On the subject of post-launch content, Henderson has also claimed that no DLC is currently in the works for Black Flag Resynced, with the caveat that plans could change if the remake dramatically overperforms and Ubisoft decides it’s worth staffing up content later.
That’s consistent with the broader “wait and see” vibe around additional remakes. Ubisoft appears to be making a big bet on the base product first—then deciding how much further to push the “Resynced” concept.

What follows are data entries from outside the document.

// SPDX-License-Identifier: BUSL-1.1
// Copyright (c) 2026 Alfred Jean LLC

//! `clap`-derived CLI surface (§6.1, §6.2, §4.13). Each subcommand resolves
//! to a fixed `redo_core::Subcommand`; there is no dynamic string dispatch
//! beyond this single match.

use clap::{Args, Parser, Subcommand as ClapSubcommand};
use redo_core::{Bus, RawOverrides, Subcommand};

#[derive(Debug, Parser)]
#[command(name = "redoer", version, about = "Drains an entity-resolution engine's redo backlog")]
pub struct Cli {
    #[command(subcommand)]
    pub command: Command,
}

/// Every configuration key in §6.2, exposed both as a long flag and a
/// `REDOER_*` environment variable. Unset fields fall through to the
/// environment, then the hardcoded default, in `redo_core::resolve_config`.
#[derive(Debug, Clone, Default, Args)]
pub struct OverrideArgs {
    #[arg(long, env = "REDOER_THREADS_PER_PROCESS")]
    pub threads_per_process: Option<u32>,
    #[arg(long, env = "REDOER_QUEUE_MAXSIZE")]
    pub queue_maxsize: Option<usize>,
    #[arg(long, env = "REDOER_REDO_SLEEP_TIME_IN_SECONDS")]
    pub redo_sleep_time_in_seconds: Option<u64>,
    #[arg(long, env = "REDOER_REDO_RETRY_SLEEP_TIME_IN_SECONDS")]
    pub redo_retry_sleep_time_in_seconds: Option<u64>,
    #[arg(long, env = "REDOER_REDO_RETRY_LIMIT")]
    pub redo_retry_limit: Option<u32>,
    #[arg(long, env = "REDOER_MONITORING_PERIOD_IN_SECONDS")]
    pub monitoring_period_in_seconds: Option<u64>,
    #[arg(long, env = "REDOER_LOG_LICENSE_PERIOD_IN_SECONDS")]
    pub log_license_period_in_seconds: Option<u64>,
    #[arg(long, env = "REDOER_EXPIRATION_WARNING_IN_DAYS")]
    pub expiration_warning_in_days: Option<u32>,
    #[arg(long, env = "REDOER_DELAY_IN_SECONDS")]
    pub delay_in_seconds: Option<u64>,
    #[arg(long, env = "REDOER_EXIT_ON_THREAD_TERMINATION")]
    pub exit_on_thread_termination: Option<bool>,
    #[arg(long, env = "REDOER_RUN_GDB")]
    pub run_gdb: Option<bool>,
    #[arg(long, env = "REDOER_RABBITMQ_PREFETCH_COUNT")]
    pub rabbitmq_prefetch_count: Option<u32>,
    #[arg(long, env = "REDOER_RABBITMQ_DELIVERY_MODE")]
    pub rabbitmq_delivery_mode: Option<u8>,
    #[arg(long, env = "REDOER_RABBITMQ_HEARTBEAT_IN_SECONDS")]
    pub rabbitmq_heartbeat_in_seconds: Option<u64>,
    #[arg(long, env = "REDOER_RABBITMQ_RECONNECT_DELAY_IN_SECONDS")]
    pub rabbitmq_reconnect_delay_in_seconds: Option<u64>,
    #[arg(long, env = "REDOER_RABBITMQ_USE_EXISTING_ENTITIES")]
    pub rabbitmq_use_existing_entities: Option<bool>,
    #[arg(long, env = "REDOER_ENGINE_CONFIGURATION_JSON")]
    pub engine_configuration_json: Option<String>,
}

impl From<OverrideArgs> for RawOverrides {
    fn from(a: OverrideArgs) -> Self {
        RawOverrides {
            threads_per_process: a.threads_per_process,
            queue_maxsize: a.queue_maxsize,
            redo_sleep_time_in_seconds: a.redo_sleep_time_in_seconds,
            redo_retry_sleep_time_in_seconds: a.redo_retry_sleep_time_in_seconds,
            redo_retry_limit: a.redo_retry_limit,
            monitoring_period_in_seconds: a.monitoring_period_in_seconds,
            log_license_period_in_seconds: a.log_license_period_in_seconds,
            expiration_warning_in_days: a.expiration_warning_in_days,
            delay_in_seconds: a.delay_in_seconds,
            exit_on_thread_termination: a.exit_on_thread_termination,
            run_gdb: a.run_gdb,
            rabbitmq_prefetch_count: a.rabbitmq_prefetch_count,
            rabbitmq_delivery_mode: a.rabbitmq_delivery_mode,
            rabbitmq_heartbeat_in_seconds: a.rabbitmq_heartbeat_in_seconds,
            rabbitmq_reconnect_delay_in_seconds: a.rabbitmq_reconnect_delay_in_seconds,
            rabbitmq_use_existing_entities: a.rabbitmq_use_existing_entities,
            engine_configuration_json: a.engine_configuration_json,
        }
    }
}

#[derive(Debug, ClapSubcommand)]
pub enum Command {
    Redo(OverrideArgs),
    #[command(name = "redo-withinfo-kafka")]
    RedoWithinfoKafka(OverrideArgs),
    #[command(name = "redo-withinfo-rabbitmq")]
    RedoWithinfoRabbitmq(OverrideArgs),
    #[command(name = "redo-withinfo-sqs")]
    RedoWithinfoSqs(OverrideArgs),
    #[command(name = "redo-withinfo-azure-queue")]
    RedoWithinfoAzureQueue(OverrideArgs),
    #[command(name = "read-from-kafka")]
    ReadFromKafka(OverrideArgs),
    #[command(name = "read-from-kafka-withinfo")]
    ReadFromKafkaWithinfo(OverrideArgs),
    #[command(name = "read-from-rabbitmq")]
    ReadFromRabbitmq(OverrideArgs),
    #[command(name = "read-from-rabbitmq-withinfo")]
    ReadFromRabbitmqWithinfo(OverrideArgs),
    #[command(name = "read-from-sqs")]
    ReadFromSqs(OverrideArgs),
    #[command(name = "read-from-sqs-withinfo")]
    ReadFromSqsWithinfo(OverrideArgs),
    #[command(name = "read-from-azure-queue")]
    ReadFromAzureQueue(OverrideArgs),
    #[command(name = "read-from-azure-queue-withinfo")]
    ReadFromAzureQueueWithinfo(OverrideArgs),
    #[command(name = "write-to-kafka")]
    WriteToKafka(OverrideArgs),
    #[command(name = "write-to-rabbitmq")]
    WriteToRabbitmq(OverrideArgs),
    #[command(name = "write-to-sqs")]
    WriteToSqs(OverrideArgs),
    #[command(name = "write-to-azure-queue")]
    WriteToAzureQueue(OverrideArgs),
    /// Sleep forever without starting a pipeline — used by orchestration
    /// probes that only want to confirm the image runs.
    Sleep,
    /// Print the version and exit.
    Version,
}

impl Command {
    /// The fixed pipeline topology this invocation selects, or `None` for
    /// `sleep`/`version`, which never build one.
    pub fn subcommand(&self) -> Subcommand {
        match self {
            Command::Redo(_) => Subcommand::Redo,
            Command::RedoWithinfoKafka(_) => Subcommand::RedoWithInfo(Bus::Kafka),
            Command::RedoWithinfoRabbitmq(_) => Subcommand::RedoWithInfo(Bus::Rabbitmq),
            Command::RedoWithinfoSqs(_) => Subcommand::RedoWithInfo(Bus::Sqs),
            Command::RedoWithinfoAzureQueue(_) => Subcommand::RedoWithInfo(Bus::AzureQueue),
            Command::ReadFromKafka(_) => Subcommand::ReadFrom(Bus::Kafka),
            Command::ReadFromKafkaWithinfo(_) => Subcommand::ReadFromWithInfo(Bus::Kafka),
            Command::ReadFromRabbitmq(_) => Subcommand::ReadFrom(Bus::Rabbitmq),
            Command::ReadFromRabbitmqWithinfo(_) => Subcommand::ReadFromWithInfo(Bus::Rabbitmq),
            Command::ReadFromSqs(_) => Subcommand::ReadFrom(Bus::Sqs),
            Command::ReadFromSqsWithinfo(_) => Subcommand::ReadFromWithInfo(Bus::Sqs),
            Command::ReadFromAzureQueue(_) => Subcommand::ReadFrom(Bus::AzureQueue),
            Command::ReadFromAzureQueueWithinfo(_) => Subcommand::ReadFromWithInfo(Bus::AzureQueue),
            Command::WriteToKafka(_) => Subcommand::WriteTo(Bus::Kafka),
            Command::WriteToRabbitmq(_) => Subcommand::WriteTo(Bus::Rabbitmq),
            Command::WriteToSqs(_) => Subcommand::WriteTo(Bus::Sqs),
            Command::WriteToAzureQueue(_) => Subcommand::WriteTo(Bus::AzureQueue),
            Command::Sleep => Subcommand::Sleep,
            Command::Version => Subcommand::Version,
        }
    }

    pub fn overrides(self) -> RawOverrides {
        match self {
            Command::Redo(a)
            | Command::RedoWithinfoKafka(a)
            | Command::RedoWithinfoRabbitmq(a)
            | Command::RedoWithinfoSqs(a)
            | Command::RedoWithinfoAzureQueue(a)
            | Command::ReadFromKafka(a)
            | Command::ReadFromKafkaWithinfo(a)
            | Command::ReadFromRabbitmq(a)
            | Command::ReadFromRabbitmqWithinfo(a)
            | Command::ReadFromSqs(a)
            | Command::ReadFromSqsWithinfo(a)
            | Command::ReadFromAzureQueue(a)
            | Command::ReadFromAzureQueueWithinfo(a)
            | Command::WriteToKafka(a)
            | Command::WriteToRabbitmq(a)
            | Command::WriteToSqs(a)
            | Command::WriteToAzureQueue(a) => a.into(),
            Command::Sleep | Command::Version => RawOverrides::default(),
        }
    }
}

#[cfg(test)]
#[path = "cli_tests.rs"]
mod tests;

Why This Matters: Ubisoft’s Remake Moment Could Redefine Assassin’s Creed’s Future
Ubisoft isn’t alone in chasing remakes, but Assassin’s Creed is uniquely positioned for it. The franchise has spanned wildly different design eras—social stealth sandboxes, naval exploration, and full-blown action RPGs. That means Ubisoft can’t just remaster old games and expect them to land. It has to decide what “classic Assassin’s Creed” even means in 2026.
Black Flag Resynced looks like Ubisoft’s attempt to establish a template: rebuild with modern tech, preserve the identity, and selectively modernize the pain points. If that template works, it opens the door to remaking games that are harder sells as simple ports—especially Assassin’s Creed 1, which is both historically important and mechanically dated.
But there’s also a risk here. Remakes are expensive, and the industry is littered with projects that spent years in limbo. Henderson himself pointed to long, troubled development cycles elsewhere—an important reminder that “in the works” can mean anything from early planning to a full production pipeline.
If Ubisoft really is developing another remake, the smart play would be to avoid overpromising until it’s ready to show something concrete. Fans will fill in the blanks anyway—especially when the franchise includes obvious candidates like AC1 and AC2, plus divisive entries that players would love to see “fixed” with modern tech and design.
For now, Black Flag Resynced is the litmus test. If it lands—if it feels faithful, modern, and worth revisiting—Ubisoft will have every incentive to keep going.
What Remains Unknown
- Which game the second remake targets (it’s only been described as “one of the earlier ones”; AC1 has been suggested but not confirmed).
- Whether the project is greenlit for full production or still in early/preliminary stages.
- Release window and platforms for the rumored second remake.
- How Ubisoft defines “Resynced” as a long-term label (one-off branding vs. a sustained remake line).
- Whether Black Flag Resynced will receive DLC (a leaker claims no DLC is planned, but that could change depending on sales).